Maryland's Ralph Friedgen Should Be Shoo-In for ACC Coach of the Year
Maryland didn't have much on the line against N.C. State. The Wolfpack, meanwhile, were playing for a shot at the ACC championship.
Four hours and four Torrey Smith touchdowns later, the Terps won 38-31 (and it wasn't that close). For Terps fans, it was a satisfying cap on a pretty satisfying season, as the win brought the Terps to 8-4 one season after a 2-10 train wreck lowlighted by losses to Duke and Middle Tennessee State.
Maryland is now well positioned for one of the better minor bowl games, if there is such a thing. If I'm reading this rundown in the Baltimore Sun correctly, it seems the Champs Sports Bowl in Orlando, the Meineke Car Care Bowl in Charlotte and the Music City Bowl in Nashville are the three strongest candidates. The Peach Chick-Fil-A Bowl is unlikely but not technically impossible. The Military Bowl in D.C. would appear to be the safety.
So with everyone singing Maryland's praises and the bowl conversation not a matter of if but of when and where, it's time to give credit where credit is due.

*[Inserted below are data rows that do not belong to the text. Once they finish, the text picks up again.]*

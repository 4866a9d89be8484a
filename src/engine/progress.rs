//! Progress bar utilities for displaying matching and writing status.

use kdam::{Animation, Bar, BarExt};
use std::sync::{Arc, Mutex};

// Progress bar type alias
pub type ProgressBar = Arc<Mutex<Bar>>;

/// Configuration for creating a progress bar
pub struct ProgressBarConfig {
    pub total: usize,
    pub desc: &'static str,
    pub animation: Animation,
}

impl ProgressBarConfig {
    pub fn new(total: usize, desc: &'static str, animation: Animation) -> Self {
        Self {
            total,
            desc,
            animation,
        }
    }
}

/// Create a progress bar with the given configuration
pub fn create_progress_bar(config: ProgressBarConfig) -> ProgressBar {
    Arc::new(Mutex::new(kdam::tqdm!(
        total = config.total,
        desc = config.desc,
        animation = config.animation
    )))
}

/// Update progress bar if available.
/// Uses try_lock to avoid blocking if mutex is contended (non-blocking)
pub fn update_progress_bar(pb: &ProgressBar, n: usize) {
    if let Ok(mut pb) = pb.try_lock() {
        let _ = pb.update(n);
    }
}

/// Push the bar to its total and finish the line.
pub fn finish_bar(pb: &ProgressBar) {
    if let Ok(mut bar) = pb.try_lock() {
        let total = bar.total;
        let _ = bar.update_to(total);
        let _ = bar.refresh();
        eprintln!();
    }
}

/// Create a progress callback function that updates the progress bar.
pub fn progress_callback(bar: &Option<ProgressBar>) -> Option<Box<dyn Fn(usize) + Send>> {
    bar.as_ref().map(|bar| {
        let bar = Arc::clone(bar);
        Box::new(move |n: usize| update_progress_bar(&bar, n)) as Box<dyn Fn(usize) + Send>
    })
}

Maryland finished sixth in the ACC in total defense, third in red zone defense, second in turnover margin, and fourth in rush defense—not bad considering the team's struggles along the line and at secondary.
On offense, Maryland's season stats are less than gaudy, but they put it together down the stretch--and by "down the stretch," I mean "after they named Danny O'Brien the starting QB." In fact, I'd go so far as to call O'Brien-to-Smith the ACC's most dangerous QB-receiver tandem right now. In O'Brien's nine starts, Maryland averaged 30 points a game en route to a 6-3 record, and they did it with no running game and a jury-rigged offensive line.
That should lock in O'Brien for ACC freshman of the year. But it should also lock in Ralph Friedgen for ACC coach of the year.
I don't want to be a revisionist historian here—Maryland was a good, but not great, team this year. And a lot of the beneficial things like the ball-hawking defense, O'Brien's emergence, Smith's dominance and a down ACC had little if anything to do with Friedgen.
And yet, he successfully negotiated a quarterback controversy, instilled confidence in a talented but unproven freshman, made the best of an o-line decimated by injuries, helped make the special teams unit one of the nation's best, and ultimately quadrupled—QUADRUPLED—last season's win total. And he did it all while openly auditioning for his own job in front of a new university president and athletic director.
Frank Beamer led an impressive turnaround of his own, Butch Davis helped guide the Tar Heels through a chaotic season, and Jimbo Fisher keyed a nice resurgence. But for my money, none of them accomplished more with less than did Friedgen. He's your ACC coach of the year.